FSR-Net: Deep Fourier Network for Shadow Removal
Jun Yu, Peng He, Ziqi Peng
Abstract
The presence of shadows degrades the performance of various multimedia tasks. Image shadow removal aims at restoring the background of shadow regions, which is generally an open challenge. Unlike most existing deep learning-based methods that focus on restoring such degradations in the spatial domain, we introduce a novel shadow removal method that also exploits frequency domain information. Specifically, we firstly revisit the frequency characteristics of shadow images via Fourier transform, where amplitude components contain most lightness information and phase components are related to structure information. To this end, we propose a two-stage deep Fourier shadow removal network (FSR-Net) to enhance the brightness of shadow regions, and correspondingly improve the shadow removal performance of whole images. For each stage, it consists of an amplitude recovery network and a phase recovery network to progressively reconstruct the lightness and structure components.
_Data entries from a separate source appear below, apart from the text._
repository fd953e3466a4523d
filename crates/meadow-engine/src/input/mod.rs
pub mod queue;
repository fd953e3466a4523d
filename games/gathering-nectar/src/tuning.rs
//! Level tuning: every gameplay constant, loadable from host-supplied JSON.

use std::f32::consts::FRAC_PI_4;

use glam::Vec3;
use serde::{Deserialize, Serialize};
use thiserror::Error;

use crate::bee::WorldBounds;
use crate::game::MAX_INSTANCES;
use crate::scenery::PROPS;

#[derive(Debug, Error)]
pub enum TuningError {
    #[error("invalid tuning JSON: {0}")]
    Parse(#[from] serde_json::Error),

    #[error("{field} must be positive, got {value}")]
    NotPositive { field: &'static str, value: f32 },

    #[error("world bounds are empty on at least one axis")]
    EmptyBounds,

    #[error("bee spawn point lies outside the world bounds")]
    SpawnOutOfBounds,

    #[error("starting lives must be between 1 and {max}, got {got}", max = MAX_LIVES)]
    Lives { got: u32 },

    #[error("target nectar must be at least 1")]
    ZeroTarget,

    #[error("target nectar {target} exceeds the {available} units the meadow holds")]
    Unreachable { target: u32, available: u32 },

    #[error("meadow.flower_count must be at most {max}, got {got}", max = MAX_FLOWERS)]
    TooManyFlowers { got: u32 },

    #[error("tuning cannot change while a level is running")]
    LevelRunning,
}

/// Upper bound on lives.
pub const MAX_LIVES: u32 = 3;

/// Flowers share the instance buffer with the scenery, the bee and its two wings.
pub const MAX_FLOWERS: u32 = (MAX_INSTANCES - PROPS.len() - 3) as u32;

#[derive(Debug, Clone, PartialEq, Default, Serialize, Deserialize)]
#[serde(default)]
pub struct Tuning {
    pub level: LevelTuning,
    pub bee: BeeTuning,
    pub meadow: MeadowTuning,
    pub touch: TouchTuning,
}

#[derive(Debug, Clone, PartialEq, Serialize, Deserialize)]
#[serde(default)]
pub struct LevelTuning {
    /// Countdown length in seconds.
    pub duration: f32,
    pub target_nectar: u32,
    pub starting_lives: u32,
}

impl Default for LevelTuning {
    fn default() -> Self {
        Self {
            duration: 120.0,
            target_nectar: 10,
            starting_lives: MAX_LIVES,
        }
    }
}

#[derive(Debug, Clone, PartialEq, Serialize, Deserialize)]
#[serde(default)]
pub struct BeeTuning {
    /// Forward/backward speed in world units per second.
    pub move_speed: f32,
    /// Turn rate in radians per second.
    pub turn_speed: f32,
    /// Climb/descent speed as a fraction of `move_speed`.
    pub vertical_factor: f32,
    pub spawn: [f32; 3],
    pub spawn_heading: f32,
    pub bounds_min: [f32; 3],
    pub bounds_max: [f32; 3],
    /// Wing flap phase advance in radians per second.
    pub flap_speed: f32,
    pub flap_amplitude: f32,
    /// Resting wing tilt in radians.
    pub wing_base_angle: f32,
}

impl Default for BeeTuning {
    fn default() -> Self {
        Self {
            move_speed: 9.0,
            turn_speed: 3.0,
            vertical_factor: 0.4,
            spawn: [0.0, 2.0, 0.0],
            spawn_heading: 0.0,
            bounds_min: [-45.0, 1.0, -45.0],
            bounds_max: [45.0, 15.0, 45.0],
            flap_speed: 12.0,
            flap_amplitude: 0.3,
            wing_base_angle: FRAC_PI_4,
        }
    }
}

impl BeeTuning {
    pub fn spawn_point(&self) -> Vec3 {
        Vec3::from_array(self.spawn)
    }
}

#[derive(Debug, Clone, PartialEq, Serialize, Deserialize)]
#[serde(default)]
pub struct MeadowTuning {
    pub flower_count: u32,
    /// Flowers are scattered in x, z ∈ (-extent, extent).
    pub scatter_extent: f32,
    pub collection_radius: f32,
    pub nectar_amount: u32,
    pub colour_variants: u32,
    pub seed: u64,
}

impl Default for MeadowTuning {
    fn default() -> Self {
        Self {
            flower_count: 15,
            scatter_extent: 40.0,
            collection_radius: 1.5,
            nectar_amount: 1,
            colour_variants: 5,
            seed: 0x5EED_BEE5,
        }
    }
}

/// On-screen joystick geometry in CSS pixels.
#[derive(Debug, Clone, PartialEq, Serialize, Deserialize)]
#[serde(default)]
pub struct TouchTuning {
    /// Gap between the joystick container and the bottom-left viewport corner.
    pub joystick_margin: f32,
    /// Side of the joystick container.
    pub joystick_size: f32,
    /// How far the knob may travel from the centre.
    pub knob_travel: f32,
}

impl Default for TouchTuning {
    fn default() -> Self {
        Self {
            joystick_margin: 20.0,
            joystick_size: 120.0,
            knob_travel: 35.0,
        }
    }
}

impl Tuning {
    /// Parse and validate. Missing fields keep their defaults.
    pub fn from_json(json: &str) -> Result<Self, TuningError> {
        let tuning: Tuning = serde_json::from_str(json)?;
        tuning.validate()?;
        Ok(tuning)
    }

    pub fn validate(&self) -> Result<(), TuningError> {
        let positive = [
            ("level.duration", self.level.duration),
            ("bee.move_speed", self.bee.move_speed),
            ("bee.turn_speed", self.bee.turn_speed),
            ("bee.vertical_factor", self.bee.vertical_factor),
            ("meadow.scatter_extent", self.meadow.scatter_extent),
            ("meadow.collection_radius", self.meadow.collection_radius),
            ("touch.joystick_size", self.touch.joystick_size),
            ("touch.knob_travel", self.touch.knob_travel),
        ];
        for (field, value) in positive {
            // Written this way round so NaN fails too
            if !(value > 0.0) {
                return Err(TuningError::NotPositive { field, value });
            }
        }

        let bounds = WorldBounds::from_tuning(&self.bee);
        if !bounds.min.cmplt(bounds.max).all() {
            return Err(TuningError::EmptyBounds);
        }
        if !bounds.contains(self.bee.spawn_point()) {
            return Err(TuningError::SpawnOutOfBounds);
        }

        if !(1..=MAX_LIVES).contains(&self.level.starting_lives) {
            return Err(TuningError::Lives { got: self.level.starting_lives });
        }
        if self.meadow.flower_count > MAX_FLOWERS {
            return Err(TuningError::TooManyFlowers { got: self.meadow.flower_count });
        }
        if self.level.target_nectar == 0 {
            return Err(TuningError::ZeroTarget);
        }
        let available = self.meadow.flower_count.saturating_mul(self.meadow.nectar_amount);
        if self.level.target_nectar > available {
            return Err(TuningError::Unreachable {
                target: self.level.target_nectar,
                available,
            });
        }
        Ok(())
    }
}
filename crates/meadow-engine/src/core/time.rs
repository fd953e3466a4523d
/// Fixed timestep accumulator.
/// Turns variable host frame deltas into a whole number of fixed simulation steps.
pub struct FixedTimestep {
    /// The fixed delta time per step.
    dt: f32,
    /// Upper bound on steps per frame; time beyond it is dropped.
    max_steps: u32,
    /// Accumulated time from variable frame deltas.
    accumulator: f32,
    /// Total simulated time in seconds.
    elapsed: f64,
}

impl FixedTimestep {
    pub fn new(dt: f32) -> Self {
        Self::with_max_steps(dt, 10)
    }

    pub fn with_max_steps(dt: f32, max_steps: u32) -> Self {
        Self {
            dt,
            max_steps: max_steps.max(1),
            accumulator: 0.0,
            elapsed: 0.0,
        }
    }

    /// Add frame time to the accumulator. Returns the number of fixed steps to run.
    /// Negative or non-finite frame deltas count as zero.
    pub fn accumulate(&mut self, frame_dt: f32) -> u32 {
        let frame_dt = if frame_dt.is_finite() { frame_dt.max(0.0) } else { 0.0 };
        self.accumulator += frame_dt;
        // Cap to prevent spiral of death after a stalled tab
        self.accumulator = self.accumulator.min(self.dt * self.max_steps as f32);
        let steps = (self.accumulator / self.dt) as u32;
        self.accumulator -= steps as f32 * self.dt;
        self.elapsed += steps as f64 * self.dt as f64;
        steps
    }

    /// Interpolation alpha for rendering between steps (0.0 to 1.0).
    pub fn alpha(&self) -> f32 {
        self.accumulator / self.dt
    }

    /// The fixed delta time.
    pub fn dt(&self) -> f32 {
        self.dt
    }

    /// Total simulated seconds since construction.
    pub fn elapsed(&self) -> f64 {
        self.elapsed
    }
}

#[cfg(test)]
mod tests {
    use super::*;

    #[test]
    fn one_step_exact() {
        let mut ts = FixedTimestep::new(1.0 / 60.0);
        assert_eq!(ts.accumulate(1.0 / 60.0), 1);
    }

    #[test]
    fn accumulates_partial() {
        let mut ts = FixedTimestep::new(1.0 / 60.0);
        assert_eq!(ts.accumulate(0.008), 0);
        assert_eq!(ts.accumulate(0.010), 1);
    }

    #[test]
    fn caps_at_max_steps() {
        let mut ts = FixedTimestep::new(1.0 / 60.0);
        assert_eq!(ts.accumulate(1.0), 10);

        let mut ts = FixedTimestep::with_max_steps(0.25, 3);
        assert_eq!(ts.accumulate(5.0), 3);
        // Excess was dropped, not carried over
        assert_eq!(ts.accumulate(0.0), 0);
    }

    #[test]
    fn bad_frame_deltas_are_ignored() {
        let mut ts = FixedTimestep::new(1.0 / 60.0);
        assert_eq!(ts.accumulate(-1.0), 0);
        assert_eq!(ts.accumulate(f32::NAN), 0);
        assert_eq!(ts.accumulate(f32::INFINITY), 0);
        assert_eq!(ts.alpha(), 0.0);
    }

    #[test]
    fn elapsed_counts_simulated_time() {
        let mut ts = FixedTimestep::new(0.25);
        ts.accumulate(0.6);
        approx::assert_abs_diff_eq!(ts.elapsed(), 0.5, epsilon = 1e-6);
    }

    #[test]
    fn alpha_is_between_zero_and_one() {
        let mut ts = FixedTimestep::new(1.0 / 60.0);
        ts.accumulate(0.008);
        let a = ts.alpha();
        assert!((0.0..=1.0).contains(&a), "alpha was {}", a);
    }
}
To facilitate the learning of these two representations, we introduce the frequency and spatial interaction blocks to process the local spatial features and the global frequency information separately. Extensive experiments demonstrate that FSR-Net achieves superior results than other approaches with fewer parameters. For example, our method obtains a 1.05dB improvement on ISTD[34] dataset over the previous state-of-the-art method [43] with 0.30M parameters.